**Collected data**
━━━━━━━━━━
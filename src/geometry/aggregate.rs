//! Per-file GeoJSON collection building and multi-file aggregation.
//!
//! One [`ActivityCollection`] per uploaded file, in file-set order, with
//! exactly one (or zero) marked active. A file that fails to decode
//! contributes an empty collection carrying its error detail; it never aborts
//! the rest of the session.

use crate::import::{
    coords, detect_format, fit, gpx, DecodeOptions, DecodeReport, DecodeWarning, FileFormat,
    TrackFile,
};
use base64::{engine::general_purpose::STANDARD, Engine as _};
use geojson::{Feature, FeatureCollection, Geometry, JsonObject, Value};
use serde::{Deserialize, Serialize};

/// Collection-level properties consumed by the renderer.
#[derive(Debug, Clone, PartialEq, Eq, Serialize, Deserialize)]
pub struct CollectionProperties {
    /// Deterministic identity derived from the file name
    pub id: String,
    /// Original file name
    pub name: String,
    /// True for the session's focused collection
    pub active: bool,
}

/// Per-file aggregate: renderer properties, decoded features, and the decode
/// report for display.
#[derive(Debug, Clone, PartialEq)]
pub struct ActivityCollection {
    pub properties: CollectionProperties,
    pub features: Vec<Feature>,
    pub report: DecodeReport,
    /// Sport reported by a FIT session message, if any
    pub sport: Option<String>,
}

impl ActivityCollection {
    /// Render as a GeoJSON feature collection.
    ///
    /// The collection-level properties ride along as a foreign member, so the
    /// serialized shape is
    /// `{ "type": "FeatureCollection", "properties": {...}, "features": [...] }`.
    pub fn to_feature_collection(&self) -> FeatureCollection {
        let mut foreign = JsonObject::new();
        foreign.insert(
            "properties".to_string(),
            serde_json::json!({
                "id": self.properties.id,
                "name": self.properties.name,
                "active": self.properties.active,
            }),
        );

        FeatureCollection {
            bbox: None,
            features: self.features.clone(),
            foreign_members: Some(foreign),
        }
    }
}

/// Derive the stable collection identity from a file name.
///
/// Standard Base64 keeps the encoding deterministic and injective, so the
/// renderer can diff added/removed sources across re-decodes.
pub fn collection_id(name: &str) -> String {
    STANDARD.encode(name.as_bytes())
}

/// Decode one file into its collection. Pure: no I/O, no shared state.
pub fn decode_collection(file: &TrackFile, options: &DecodeOptions) -> ActivityCollection {
    let mut report = DecodeReport::default();
    let mut features = Vec::new();
    let mut sport = None;

    match detect_format(file) {
        Ok(FileFormat::Fit) => {
            let decoded = fit::decode(&file.bytes);
            sport = decoded.sport().map(str::to_string);

            // "Format rejected" leaves no features at all; a parse that
            // yielded messages (even without positions) still produces a
            // line feature so the two states stay distinguishable.
            let rejected = !decoded.errors.is_empty() && decoded.messages.is_empty();
            if !rejected {
                let coordinates = normalize_records(&decoded, options, &mut report);
                features.push(Feature {
                    bbox: None,
                    geometry: Some(Geometry::new(Value::LineString(coordinates))),
                    id: None,
                    properties: Some(JsonObject::new()),
                    foreign_members: None,
                });
            }

            report.errors.extend(decoded.errors);
            report.warnings.extend(decoded.warnings);
        }
        Ok(FileFormat::Gpx) => {
            let decoded = gpx::decode(&file.bytes);
            features = decoded.features;
            report.errors.extend(decoded.errors);
        }
        Err(error) => {
            report.errors.push(error);
        }
    }

    if report.has_errors() {
        tracing::warn!(
            file = %file.name,
            errors = report.errors.len(),
            "File decoded with errors"
        );
    } else {
        tracing::debug!(
            file = %file.name,
            features = features.len(),
            warnings = report.warnings.len(),
            "File decoded"
        );
    }

    ActivityCollection {
        properties: CollectionProperties {
            id: collection_id(&file.name),
            name: file.name.clone(),
            active: false,
        },
        features,
        report,
        sport,
    }
}

/// Convert the valid position records to degree pairs in stream order,
/// applying the zero-origin and out-of-range policies.
fn normalize_records(
    decoded: &fit::FitDecode,
    options: &DecodeOptions,
    report: &mut DecodeReport,
) -> Vec<Vec<f64>> {
    let mut coordinates: Vec<Vec<f64>> = Vec::new();
    let mut zero_origin_skipped = 0u32;

    for record in decoded.records() {
        if let Some((raw_longitude, raw_latitude)) = record.raw_position() {
            if raw_longitude == 0 && raw_latitude == 0 && !options.include_zero_origin {
                zero_origin_skipped += 1;
                continue;
            }

            let longitude = coords::semicircles_to_degrees(raw_longitude);
            let latitude = coords::semicircles_to_degrees(raw_latitude);

            if !coords::in_range(longitude, latitude) {
                report.warnings.push(DecodeWarning::OutOfRangePoint {
                    index: coordinates.len(),
                    longitude,
                    latitude,
                });
                if options.drop_out_of_range {
                    continue;
                }
            }

            coordinates.push(vec![longitude, latitude]);
        }
    }

    if zero_origin_skipped > 0 {
        report.warnings.push(DecodeWarning::ZeroOriginSkipped {
            count: zero_origin_skipped,
        });
    }

    coordinates
}

/// Decode every file in set order and mark the active collection.
///
/// Pure function of the inputs: same files and index always produce the same
/// collections. An empty file list produces an empty output; an out-of-range
/// index leaves every collection inactive.
pub fn aggregate(files: &[TrackFile], active_index: usize) -> Vec<ActivityCollection> {
    aggregate_with_options(files, active_index, &DecodeOptions::default())
}

/// [`aggregate`] with explicit decode policy options.
pub fn aggregate_with_options(
    files: &[TrackFile],
    active_index: usize,
    options: &DecodeOptions,
) -> Vec<ActivityCollection> {
    let mut collections: Vec<ActivityCollection> = files
        .iter()
        .map(|file| decode_collection(file, options))
        .collect();
    mark_active(&mut collections, active_index);

    tracing::debug!(
        files = files.len(),
        active_index,
        "Aggregated session collections"
    );

    collections
}

/// Mark the collection at `active_index` active and all others inactive.
pub fn mark_active(collections: &mut [ActivityCollection], active_index: usize) {
    for (index, collection) in collections.iter_mut().enumerate() {
        collection.properties.active = index == active_index;
    }
}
━━━━━━━━━━
**Work item**
Copy out each record exactly as given, omitting none.

**Completed exercise**
filename src/geometry/aggregate.rs
//! Per-file GeoJSON collection building and multi-file aggregation.
//!
//! One [`ActivityCollection`] per uploaded file, in file-set order, with
//! exactly one (or zero) marked active. A file that fails to decode
//! contributes an empty collection carrying its error detail; it never aborts
//! the rest of the session.

use crate::import::{
    coords, detect_format, fit, gpx, DecodeOptions, DecodeReport, DecodeWarning, FileFormat,
    TrackFile,
};
use base64::{engine::general_purpose::STANDARD, Engine as _};
use geojson::{Feature, FeatureCollection, Geometry, JsonObject, Value};
use serde::{Deserialize, Serialize};

/// Collection-level properties consumed by the renderer.
#[derive(Debug, Clone, PartialEq, Eq, Serialize, Deserialize)]
pub struct CollectionProperties {
    /// Deterministic identity derived from the file name
    pub id: String,
    /// Original file name
    pub name: String,
    /// True for the session's focused collection
    pub active: bool,
}

/// Per-file aggregate: renderer properties, decoded features, and the decode
/// report for display.
#[derive(Debug, Clone, PartialEq)]
pub struct ActivityCollection {
    pub properties: CollectionProperties,
    pub features: Vec<Feature>,
    pub report: DecodeReport,
    /// Sport reported by a FIT session message, if any
    pub sport: Option<String>,
}

impl ActivityCollection {
    /// Render as a GeoJSON feature collection.
    ///
    /// The collection-level properties ride along as a foreign member, so the
    /// serialized shape is
    /// `{ "type": "FeatureCollection", "properties": {...}, "features": [...] }`.
    pub fn to_feature_collection(&self) -> FeatureCollection {
        let mut foreign = JsonObject::new();
        foreign.insert(
            "properties".to_string(),
            serde_json::json!({
                "id": self.properties.id,
                "name": self.properties.name,
                "active": self.properties.active,
            }),
        );

        FeatureCollection {
            bbox: None,
            features: self.features.clone(),
            foreign_members: Some(foreign),
        }
    }
}

/// Derive the stable collection identity from a file name.
///
/// Standard Base64 keeps the encoding deterministic and injective, so the
/// renderer can diff added/removed sources across re-decodes.
pub fn collection_id(name: &str) -> String {
    STANDARD.encode(name.as_bytes())
}

/// Decode one file into its collection. Pure: no I/O, no shared state.
pub fn decode_collection(file: &TrackFile, options: &DecodeOptions) -> ActivityCollection {
    let mut report = DecodeReport::default();
    let mut features = Vec::new();
    let mut sport = None;

    match detect_format(file) {
        Ok(FileFormat::Fit) => {
            let decoded = fit::decode(&file.bytes);
            sport = decoded.sport().map(str::to_string);

            // "Format rejected" leaves no features at all; a parse that
            // yielded messages (even without positions) still produces a
            // line feature so the two states stay distinguishable.
            let rejected = !decoded.errors.is_empty() && decoded.messages.is_empty();
            if !rejected {
                let coordinates = normalize_records(&decoded, options, &mut report);
                features.push(Feature {
                    bbox: None,
                    geometry: Some(Geometry::new(Value::LineString(coordinates))),
                    id: None,
                    properties: Some(JsonObject::new()),
                    foreign_members: None,
                });
            }

            report.errors.extend(decoded.errors);
            report.warnings.extend(decoded.warnings);
        }
        Ok(FileFormat::Gpx) => {
            let decoded = gpx::decode(&file.bytes);
            features = decoded.features;
            report.errors.extend(decoded.errors);
        }
        Err(error) => {
            report.errors.push(error);
        }
    }

    if report.has_errors() {
        tracing::warn!(
            file = %file.name,
            errors = report.errors.len(),
            "File decoded with errors"
        );
    } else {
        tracing::debug!(
            file = %file.name,
            features = features.len(),
            warnings = report.warnings.len(),
            "File decoded"
        );
    }

    ActivityCollection {
        properties: CollectionProperties {
            id: collection_id(&file.name),
            name: file.name.clone(),
            active: false,
        },
        features,
        report,
        sport,
    }
}

/// Convert the valid position records to degree pairs in stream order,
/// applying the zero-origin and out-of-range policies.
fn normalize_records(
    decoded: &fit::FitDecode,
    options: &DecodeOptions,
    report: &mut DecodeReport,
) -> Vec<Vec<f64>> {
    let mut coordinates: Vec<Vec<f64>> = Vec::new();
    let mut zero_origin_skipped = 0u32;

    for record in decoded.records() {
        if let Some((raw_longitude, raw_latitude)) = record.raw_position() {
            if raw_longitude == 0 && raw_latitude == 0 && !options.include_zero_origin {
                zero_origin_skipped += 1;
                continue;
            }

            let longitude = coords::semicircles_to_degrees(raw_longitude);
            let latitude = coords::semicircles_to_degrees(raw_latitude);

            if !coords::in_range(longitude, latitude) {
                report.warnings.push(DecodeWarning::OutOfRangePoint {
                    index: coordinates.len(),
                    longitude,
                    latitude,
                });
                if options.drop_out_of_range {
                    continue;
                }
            }

            coordinates.push(vec![longitude, latitude]);
        }
    }

    if zero_origin_skipped > 0 {
        report.warnings.push(DecodeWarning::ZeroOriginSkipped {
            count: zero_origin_skipped,
        });
    }

    coordinates
}

/// Decode every file in set order and mark the active collection.
///
/// Pure function of the inputs: same files and index always produce the same
/// collections. An empty file list produces an empty output; an out-of-range
/// index leaves every collection inactive.
pub fn aggregate(files: &[TrackFile], active_index: usize) -> Vec<ActivityCollection> {
    aggregate_with_options(files, active_index, &DecodeOptions::default())
}

/// [`aggregate`] with explicit decode policy options.
pub fn aggregate_with_options(
    files: &[TrackFile],
    active_index: usize,
    options: &DecodeOptions,
) -> Vec<ActivityCollection> {
    let mut collections: Vec<ActivityCollection> = files
        .iter()
        .map(|file| decode_collection(file, options))
        .collect();
    mark_active(&mut collections, active_index);

    tracing::debug!(
        files = files.len(),
        active_index,
        "Aggregated session collections"
    );

    collections
}

/// Mark the collection at `active_index` active and all others inactive.
pub fn mark_active(collections: &mut [ActivityCollection], active_index: usize) {
    for (index, collection) in collections.iter_mut().enumerate() {
        collection.properties.active = index == active_index;
    }
}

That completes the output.